To validate the effectiveness of the improved loss function, we compared it with the original YOLOv5s model (
Figure 6). After approximately 40 iterations, the loss function tended to stabilize, and the model reached its optimization. As shown in
Figure 6, the loss value of the proposed model decays faster, and the final minimum loss is lower compared to the model before optimization. This indicates that the DGFW-IoU loss function significantly enhances the model’s convergence speed.
4.2. Experimental Dataset
Although the proposed CGSW-YOLOv5 algorithm improves the ability to capture fine details, the diversity and complexity of the existing datasets remain limited when handling cracks at different scales and under varying environmental conditions. To further enhance the model’s performance in real-world applications, especially for fine, non-uniform, or occluded cracks, it was necessary to introduce a new dataset that includes more complex backgrounds and multi-scale crack features. Training the model on such a challenging and diverse dataset will significantly improve its adaptability and robustness, enabling it to better handle the complex environmental variations encountered in practice. Therefore, the construction of this dataset was divided into three parts: First, Crack500 and SDNET2018 were selected as benchmark test sets. Second, appropriate images were selected from publicly available datasets, such as “Concrete Crack Images for Classification” and “crack-detection”. Finally, additional images of concrete structural cracks were collected from various structures in Dalian City, as shown in
Figure 7. To ensure annotation accuracy, the collected images were manually filtered during the labeling phase. Non-structural microcracks and surface shrinkage cracks caused by thermal stress were removed to avoid label noise that could negatively impact model training. After merging the public and collected data, a total of 5400 crack images were obtained. The image data covered a variety of concrete structures, including bridge decks, retaining walls, and tunnel linings. All crack images were labeled at the pixel level using Labelme 3.16 software and classified into three categories: transverse cracks, longitudinal cracks, and network (crazing) cracks. The dataset included cracks caused by shrinkage, freeze-thaw cycles, mechanical loads, and material aging, offering high diversity and contributing to improved model generalization and adaptability. The classification of transverse, longitudinal, and network cracks was based on crack orientation, formation mechanism, and morphology. Transverse cracks extend perpendicular to the principal stress direction or material texture, typically caused by tensile or shrinkage stress, and appear straight and evenly distributed. Longitudinal cracks run parallel to the main stress direction, often resulting from shear, compression, or freeze-thaw effects, and extend along or obliquely to the structural axis. Network cracks are formed due to multi-directional stress or material degradation, exhibiting irregular intersecting patterns that are dense, shallow, and lack a dominant direction. The dataset was randomly split into a training set and a validation set with a ratio of 8:2.
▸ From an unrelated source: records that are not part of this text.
//! Assigns test items to the projects that own them.
//!
//! Ownership is decided by file location: the project whose root is the
//! longest boundary-safe parent of the item's path wins, so a nested
//! project always beats the project it is nested in. When the environment
//! manager is present it gets a chance to answer first; its failures and
//! stale answers silently fall back to path matching.

mod cache;

use std::collections::HashMap;
use std::sync::Arc;

use switchyard_host::{EnvironmentProvider, TestItem};
use switchyard_project::ProjectId;
use switchyard_project::path::{SystemPath, contains_path, normalized_key};
use switchyard_registry::ProjectAdapter;

pub use cache::RunLookupCache;

/// The test items one run will execute against one project.
#[derive(Debug, Clone)]
pub struct ProjectGroup {
    pub project: Arc<ProjectAdapter>,
    pub items: Vec<Arc<TestItem>>,
}

/// Resolves the project owning `item`, if any.
///
/// Resolution order: run-scoped cache (hits and cached misses), then the
/// environment manager's owner lookup, then longest-matching-root path
/// search. Items without a file location cannot be routed. Provider
/// errors are contained here; they only ever mean "use path matching".
pub async fn find_project_for_test_item(
    item: &TestItem,
    projects: &[Arc<ProjectAdapter>],
    provider: &dyn EnvironmentProvider,
    cache: &mut RunLookupCache,
) -> Option<Arc<ProjectAdapter>> {
    let path = item.uri()?;

    if let Some(cached) = cache.lookup(path) {
        return cached;
    }

    if provider.is_available() {
        match provider.owner_project_of(path).await {
            Ok(Some(root)) => {
                if let Some(owner) = cache.project_at_root(&root) {
                    cache.insert(path, Some(owner.id()));
                    return Some(owner);
                }
                // The manager knows an owner we never registered: its
                // project list has drifted from ours.
                tracing::debug!(
                    "Owner `{root}` of `{path}` is not a registered project, \
                     falling back to path matching"
                );
            }
            Ok(None) => {}
            Err(error) => {
                tracing::debug!(
                    "Owner lookup failed for `{path}`, falling back to path matching: {error:#}"
                );
            }
        }
    }

    let owner = longest_matching_root(path, projects);
    cache.insert(path, owner.as_deref().map(ProjectAdapter::id));
    owner
}

/// Partitions `items` by owning project for one test run.
///
/// Every known project starts with an empty group so zero-match projects
/// can be dropped at the end; unroutable items are logged and skipped.
/// The returned map never contains an empty group.
pub async fn group_test_items_by_project(
    items: &[Arc<TestItem>],
    projects: &[Arc<ProjectAdapter>],
    provider: &dyn EnvironmentProvider,
) -> HashMap<ProjectId, ProjectGroup> {
    let mut groups: HashMap<ProjectId, ProjectGroup> = projects
        .iter()
        .map(|project| {
            (
                project.id().clone(),
                ProjectGroup {
                    project: Arc::clone(project),
                    items: Vec::new(),
                },
            )
        })
        .collect();

    // One shared cache for the whole call; repeated lookups against the
    // same project set stay O(1).
    let mut cache = RunLookupCache::new(projects);

    for item in items {
        match find_project_for_test_item(item, projects, provider, &mut cache).await {
            Some(owner) => {
                if let Some(group) = groups.get_mut(owner.id()) {
                    group.items.push(Arc::clone(item));
                }
            }
            None => {
                tracing::warn!("Could not match test item `{}` to a project", item.id());
            }
        }
    }

    groups.retain(|_, group| !group.items.is_empty());
    groups
}

fn longest_matching_root(
    path: &SystemPath,
    projects: &[Arc<ProjectAdapter>],
) -> Option<Arc<ProjectAdapter>> {
    let mut best: Option<(usize, &Arc<ProjectAdapter>)> = None;

    for project in projects {
        let root = project.project().root();
        if !contains_path(root, path) {
            continue;
        }
        let root_len = normalized_key(root).len();
        if best.is_none_or(|(best_len, _)| root_len > best_len) {
            best = Some((root_len, project));
        }
    }

    best.map(|(_, project)| Arc::clone(project))
}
4.3. Model Performance Evaluation
To comprehensively evaluate the performance of the improved model, the following metrics were used:
(1) Recall (
R): This measures the proportion of correctly predicted samples among all target samples. (2) Precision (
P): This measures the proportion of correctly predicted samples among all predicted positive samples. And (3) mAP@0.5: This refers to the mean average precision at an Intersection over Union (
IoU) threshold of 0.5. Higher values of Precision, Recall, and mAP@0.5 indicate better model performance. The formulas for each metric are as follows:
In the formulas, TP represents the number of correctly identified cracks, FP represents the number of incorrectly identified cracks, FN represents the number of missed cracks, and AP represents the area under the Precision-Recall (P-R) curve. mAP refers to the mean average precision across multiple IoU thresholds for m class labels. Additionally, the number of parameters is an important indicator for evaluating model performance. Generally, the fewer the parameters, the lighter the model. The computational load is also measured by the number of Floating-Point Operations Per Second (FLOPs).
4.4. Experimental Results
4.4.1. Comparison of Attention Mechanisms
To address the significant variation in feature information across crack targets of different scales, we propose the Adaptive Multi-Scale Feature Aggregation (AMFA) attention mechanism to enhance multi-scale feature interaction. To evaluate the impact of various attention mechanisms on model performance, six attention modules—GAMAttention, S2A-Net, SEAttention, Shuffle-Net, AMFA, and SocaAttention—were integrated into the improved model. The experimental results are summarized in
Table 1.
The results indicate that, although AMFA slightly increases model complexity, it achieves superior detection performance compared to the other methods. Specifically, on the custom concrete crack dataset, AMFA obtained the highest accuracy of 76.54% and mAP50 of 70.24%, outperforming the second-best Soca by 0.77% in accuracy and 1.47% in mAP. While the parameter count of AMFA is higher than that of SEAttention, the improvement in feature extraction capabilities significantly offsets the additional complexity. This is mainly because lightweight attention mechanisms, such as SE, lead to considerable accuracy loss and are insufficient for capturing fine crack details.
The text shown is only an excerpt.